*Dataset excerpts*
*** Begin section ***

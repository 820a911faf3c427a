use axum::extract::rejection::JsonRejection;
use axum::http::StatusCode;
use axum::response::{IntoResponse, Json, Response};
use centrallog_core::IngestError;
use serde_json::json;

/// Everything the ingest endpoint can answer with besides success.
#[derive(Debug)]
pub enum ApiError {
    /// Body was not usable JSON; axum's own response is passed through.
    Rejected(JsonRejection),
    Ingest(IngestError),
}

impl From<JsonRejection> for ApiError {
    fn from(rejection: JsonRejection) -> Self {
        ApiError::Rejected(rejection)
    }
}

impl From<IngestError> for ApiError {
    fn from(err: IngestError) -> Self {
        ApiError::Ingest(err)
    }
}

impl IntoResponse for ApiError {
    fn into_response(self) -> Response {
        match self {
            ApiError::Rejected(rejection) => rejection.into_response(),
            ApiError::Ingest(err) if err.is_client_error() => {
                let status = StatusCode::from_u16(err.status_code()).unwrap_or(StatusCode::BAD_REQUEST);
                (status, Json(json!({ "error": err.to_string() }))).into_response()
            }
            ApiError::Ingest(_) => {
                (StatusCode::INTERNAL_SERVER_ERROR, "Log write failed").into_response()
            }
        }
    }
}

*** End section ***

Read the records above. Show each line that has the string "IntoResponse".

use axum::response::{IntoResponse, Json, Response};
impl IntoResponse for ApiError {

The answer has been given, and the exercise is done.